▶ [Exercise directions]:
Search the material below for the word "usize". Copy every line that has it.
★ ★ ★ ★ ★ ★ ★
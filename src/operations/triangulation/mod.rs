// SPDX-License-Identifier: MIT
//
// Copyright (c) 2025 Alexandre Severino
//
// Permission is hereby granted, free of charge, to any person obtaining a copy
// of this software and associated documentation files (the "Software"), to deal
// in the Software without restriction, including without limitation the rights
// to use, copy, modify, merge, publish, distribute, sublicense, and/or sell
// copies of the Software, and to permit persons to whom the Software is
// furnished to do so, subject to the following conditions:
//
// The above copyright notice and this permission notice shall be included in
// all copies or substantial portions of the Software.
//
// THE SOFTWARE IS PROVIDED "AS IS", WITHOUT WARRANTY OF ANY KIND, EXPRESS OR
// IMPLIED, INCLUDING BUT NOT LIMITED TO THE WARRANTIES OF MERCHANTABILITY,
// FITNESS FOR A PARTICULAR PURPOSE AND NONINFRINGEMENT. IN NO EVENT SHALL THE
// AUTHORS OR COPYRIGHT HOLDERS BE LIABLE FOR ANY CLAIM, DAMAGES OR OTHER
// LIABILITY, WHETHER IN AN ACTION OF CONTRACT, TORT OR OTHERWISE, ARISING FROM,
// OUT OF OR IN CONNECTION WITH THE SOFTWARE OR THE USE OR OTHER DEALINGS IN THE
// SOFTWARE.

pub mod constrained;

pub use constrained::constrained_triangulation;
★ ★ ★ ★ ★ ★ ★
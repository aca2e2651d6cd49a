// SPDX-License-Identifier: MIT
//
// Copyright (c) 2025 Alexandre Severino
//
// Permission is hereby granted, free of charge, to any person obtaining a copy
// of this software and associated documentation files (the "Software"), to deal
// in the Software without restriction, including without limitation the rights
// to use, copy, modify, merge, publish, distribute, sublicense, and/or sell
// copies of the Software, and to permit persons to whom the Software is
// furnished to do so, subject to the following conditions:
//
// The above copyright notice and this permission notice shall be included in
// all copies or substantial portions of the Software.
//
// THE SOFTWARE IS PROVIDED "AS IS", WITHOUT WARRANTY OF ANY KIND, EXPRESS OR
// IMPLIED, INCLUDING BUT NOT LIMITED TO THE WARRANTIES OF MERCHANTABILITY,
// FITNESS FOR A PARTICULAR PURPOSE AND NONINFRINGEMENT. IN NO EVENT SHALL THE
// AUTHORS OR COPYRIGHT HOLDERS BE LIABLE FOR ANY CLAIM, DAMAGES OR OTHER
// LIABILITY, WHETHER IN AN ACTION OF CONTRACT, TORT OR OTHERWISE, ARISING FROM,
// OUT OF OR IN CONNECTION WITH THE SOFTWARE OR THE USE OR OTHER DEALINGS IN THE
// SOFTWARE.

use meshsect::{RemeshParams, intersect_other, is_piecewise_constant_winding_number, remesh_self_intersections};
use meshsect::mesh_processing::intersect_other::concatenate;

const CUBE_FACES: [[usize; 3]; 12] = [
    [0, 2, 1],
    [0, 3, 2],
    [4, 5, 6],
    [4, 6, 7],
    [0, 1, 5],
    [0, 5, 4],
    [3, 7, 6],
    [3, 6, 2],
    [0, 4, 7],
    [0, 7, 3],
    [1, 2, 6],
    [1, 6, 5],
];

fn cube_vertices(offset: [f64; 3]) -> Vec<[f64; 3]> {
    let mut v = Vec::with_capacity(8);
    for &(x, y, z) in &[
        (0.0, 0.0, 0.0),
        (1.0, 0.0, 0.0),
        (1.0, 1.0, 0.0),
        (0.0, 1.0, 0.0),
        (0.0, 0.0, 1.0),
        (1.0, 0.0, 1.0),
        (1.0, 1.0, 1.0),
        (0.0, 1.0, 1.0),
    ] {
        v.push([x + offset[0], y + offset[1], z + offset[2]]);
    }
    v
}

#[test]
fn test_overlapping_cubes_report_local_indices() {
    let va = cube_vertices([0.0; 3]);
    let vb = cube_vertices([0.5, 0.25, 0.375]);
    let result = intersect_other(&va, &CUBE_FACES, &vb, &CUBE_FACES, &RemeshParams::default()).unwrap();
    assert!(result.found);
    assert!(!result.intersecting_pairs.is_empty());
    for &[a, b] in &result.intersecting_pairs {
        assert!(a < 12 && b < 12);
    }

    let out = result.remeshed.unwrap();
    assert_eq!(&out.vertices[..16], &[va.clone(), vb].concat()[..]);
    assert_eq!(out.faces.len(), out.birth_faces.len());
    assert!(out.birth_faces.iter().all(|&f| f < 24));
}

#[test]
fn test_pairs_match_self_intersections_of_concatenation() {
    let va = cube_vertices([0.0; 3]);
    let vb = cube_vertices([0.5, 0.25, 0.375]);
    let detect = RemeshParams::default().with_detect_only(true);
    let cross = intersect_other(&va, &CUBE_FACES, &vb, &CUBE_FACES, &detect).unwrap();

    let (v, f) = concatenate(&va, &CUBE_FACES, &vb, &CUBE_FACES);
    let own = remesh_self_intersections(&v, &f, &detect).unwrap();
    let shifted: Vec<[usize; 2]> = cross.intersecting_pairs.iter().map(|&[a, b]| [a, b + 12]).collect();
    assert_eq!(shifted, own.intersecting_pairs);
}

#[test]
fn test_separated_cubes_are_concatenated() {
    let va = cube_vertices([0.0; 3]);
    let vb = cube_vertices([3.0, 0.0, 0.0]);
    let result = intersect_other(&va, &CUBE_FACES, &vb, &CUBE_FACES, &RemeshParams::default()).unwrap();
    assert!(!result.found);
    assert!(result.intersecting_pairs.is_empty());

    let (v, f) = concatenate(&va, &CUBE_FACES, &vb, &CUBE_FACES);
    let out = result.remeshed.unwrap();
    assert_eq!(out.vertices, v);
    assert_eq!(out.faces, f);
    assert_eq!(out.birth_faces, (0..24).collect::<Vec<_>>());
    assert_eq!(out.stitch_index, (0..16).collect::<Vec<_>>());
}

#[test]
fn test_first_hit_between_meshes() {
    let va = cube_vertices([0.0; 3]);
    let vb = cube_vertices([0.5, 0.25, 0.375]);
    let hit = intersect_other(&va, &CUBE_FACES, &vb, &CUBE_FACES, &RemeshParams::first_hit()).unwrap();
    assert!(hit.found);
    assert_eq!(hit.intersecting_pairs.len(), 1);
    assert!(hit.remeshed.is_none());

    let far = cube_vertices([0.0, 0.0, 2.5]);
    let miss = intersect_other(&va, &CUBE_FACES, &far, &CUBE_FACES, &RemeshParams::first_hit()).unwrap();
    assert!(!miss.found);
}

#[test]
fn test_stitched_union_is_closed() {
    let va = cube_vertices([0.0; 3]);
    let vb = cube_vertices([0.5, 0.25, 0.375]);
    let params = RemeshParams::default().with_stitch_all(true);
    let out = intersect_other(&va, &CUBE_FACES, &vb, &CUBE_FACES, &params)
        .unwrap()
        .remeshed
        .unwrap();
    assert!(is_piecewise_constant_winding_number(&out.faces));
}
★ ★ ★ ★ ★ ★ ★
▶ [Answer box]:
const CUBE_FACES: [[usize; 3]; 12] = [
    let shifted: Vec<[usize; 2]> = cross.intersecting_pairs.iter().map(|&[a, b]| [a, b + 12]).collect();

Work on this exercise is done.